Exercise goal
Return a copy of every line in the records that includes the word "Script".

Input data
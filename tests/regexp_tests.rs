use pyrite::options::{EcmaVersion, OptionsBuilder};
use pyrite::parse;

fn accepts(pattern: &str) {
    let source = format!("var re = {};", pattern);
    if let Err(err) = parse(&source, OptionsBuilder::new().build()) {
        panic!("expected {} to be accepted, got: {}", pattern, err);
    }
}

fn rejects(pattern: &str) -> String {
    let source = format!("var re = {};", pattern);
    match parse(&source, OptionsBuilder::new().build()) {
        Ok(_) => panic!("expected {} to be rejected", pattern),
        Err(err) => format!("{}", err),
    }
}

fn rejects_at(pattern: &str, version: EcmaVersion) -> String {
    let source = format!("var re = {};", pattern);
    match parse(&source, OptionsBuilder::new().ecma_version(version).build()) {
        Ok(_) => panic!("expected {} to be rejected at {:?}", pattern, version),
        Err(err) => format!("{}", err),
    }
}

fn accepts_at(pattern: &str, version: EcmaVersion) {
    let source = format!("var re = {};", pattern);
    if let Err(err) = parse(&source, OptionsBuilder::new().ecma_version(version).build()) {
        panic!("expected {} to be accepted at {:?}, got: {}", pattern, version, err);
    }
}

#[test]
fn test_basic_patterns_accepted() {
    accepts("/a/");
    accepts("/ab+c/gi");
    accepts("/[a-z0-9]+/i");
    accepts("/a|b|/");
    accepts("/(x)(?:y)/");
    accepts("/a{2}b{1,}c{1,3}/");
    accepts("/a*?b+?c??/");
    accepts("/\\d\\D\\s\\S\\w\\W/");
    accepts("/\\n\\t\\x41\\u0041\\0/");
    accepts("/[\\b]/");
    accepts("/^ab$/m");
    accepts("/\\b\\B/");
    accepts("/a.c/s");
}

#[test]
fn test_lookaround() {
    accepts("/(?=x)(?!y)/");
    accepts("/(?<=a)b/");
    accepts("/(?<!a)b/");

    // Lookbehind requires ES2018
    rejects_at("/(?<=a)b/u", EcmaVersion::E8);
}

#[test]
fn test_unicode_mode_escapes() {
    accepts("/\\u{1F600}/u");
    accepts("/\\uD83D\\uDE00/u");
    accepts("/a\\/b/");

    // Identity escapes are restricted in unicode mode
    rejects("/\\a/u");
    accepts("/\\a/");
}

#[test]
fn test_quantifier_bounds() {
    let message = rejects("/a{3,2}/u");
    assert!(
        message.contains("numbers out of order in {} quantifier"),
        "unexpected message: {}",
        message
    );

    rejects("/x{2,1}/");
    accepts("/x{2,2}/");

    // Without the u flag a lone brace is a literal character
    accepts("/a{/");
    rejects("/a{/u");
}

#[test]
fn test_nothing_to_repeat() {
    let message = rejects("/+a/");
    assert!(message.contains("Nothing to repeat"), "unexpected message: {}", message);

    rejects("/a|*/");
    rejects("/{2}/u");
}

#[test]
fn test_group_errors() {
    let message = rejects("/(a/");
    assert!(message.contains("Unterminated group"), "unexpected message: {}", message);

    let message = rejects("/a)/");
    assert!(message.contains("Unmatched ')'"), "unexpected message: {}", message);

    let message = rejects("/[z-a]/");
    assert!(
        message.contains("Range out of order in character class"),
        "unexpected message: {}",
        message
    );
}

#[test]
fn test_named_groups() {
    accepts("/(?<name>x)\\k<name>/");
    accepts("/(?<first>a)(?<second>b)/");

    let message = rejects("/(?<name>x)\\k<missing>/");
    assert!(
        message.contains("Invalid named capture referenced"),
        "unexpected message: {}",
        message
    );

    let message = rejects("/\\k<missing>/u");
    assert!(
        message.contains("Invalid named capture referenced"),
        "unexpected message: {}",
        message
    );

    // Without named groups and without the u flag, \k is a literal escape
    accepts("/\\k<missing>/");

    let message = rejects("/(?<dup>a)(?<dup>b)/");
    assert!(
        message.contains("Duplicate capture group name"),
        "unexpected message: {}",
        message
    );
}

#[test]
fn test_backreferences() {
    accepts("/(a)\\1/");
    accepts("/\\1(a)/u");

    // A numbered reference beyond the group count is invalid in unicode mode
    rejects("/(a)\\2/u");
    // Outside unicode mode it falls back to an octal escape
    accepts("/(a)\\2/");
}

#[test]
fn test_unicode_property_escapes() {
    accepts("/\\p{Script=Greek}/u");
    accepts("/\\p{General_Category=Letter}/u");
    accepts("/\\p{Letter}/u");
    accepts("/\\p{Lu}/u");
    accepts("/\\P{Alphabetic}/u");
    accepts("/\\p{ID_Start}/u");

    // Property escapes arrived in ES2018
    rejects_at("/\\p{Script=Greek}/u", EcmaVersion::E8);
    accepts_at("/\\p{Script=Greek}/u", EcmaVersion::E9);

    let message = rejects("/\\p{NotAProperty}/u");
    assert!(message.contains("Invalid property name"), "unexpected message: {}", message);

    let message = rejects("/\\p{Script=NotAScript}/u");
    assert!(message.contains("Invalid property value"), "unexpected message: {}", message);

    // Outside unicode mode \p is an identity escape
    accepts("/\\p{Anything}/");
}

#[test]
fn test_flags() {
    let message = rejects("/a/gg");
    assert!(
        message.contains("Duplicate regular expression flag"),
        "unexpected message: {}",
        message
    );

    let message = rejects("/a/q");
    assert!(
        message.contains("Invalid regular expression flag"),
        "unexpected message: {}",
        message
    );

    // Newer flags are rejected by older editions
    rejects_at("/a/u", EcmaVersion::E5);
    rejects_at("/a/s", EcmaVersion::E8);
    accepts_at("/a/s", EcmaVersion::E9);
}

#[test]
fn test_unterminated_literals() {
    let message = rejects("/abc");
    assert!(
        message.contains("Unterminated regular expression"),
        "unexpected message: {}",
        message
    );

    // An unclosed class swallows the would-be terminator
    rejects("/[a/");
}

#[test]
fn test_class_escapes() {
    accepts("/[\\d-x]/");
    // A class escape cannot bound a range in unicode mode
    rejects("/[\\d-x]/u");
    accepts("/[\\-]/u");
    accepts("/[a\\-z]/u");
}

#[test]
fn test_error_position_is_literal_start() {
    let source = "var re =\n/a{3,2}/u;";
    let err = parse(source, OptionsBuilder::new().build()).unwrap_err();
    // Reported at the start of the literal: line 2, column 0
    let message = format!("{}", err);
    assert!(message.ends_with("(2:0)"), "unexpected message: {}", message);
}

Result below
    accepts("/\\p{Script=Greek}/u");
    rejects_at("/\\p{Script=Greek}/u", EcmaVersion::E8);
    accepts_at("/\\p{Script=Greek}/u", EcmaVersion::E9);
    let message = rejects("/\\p{Script=NotAScript}/u");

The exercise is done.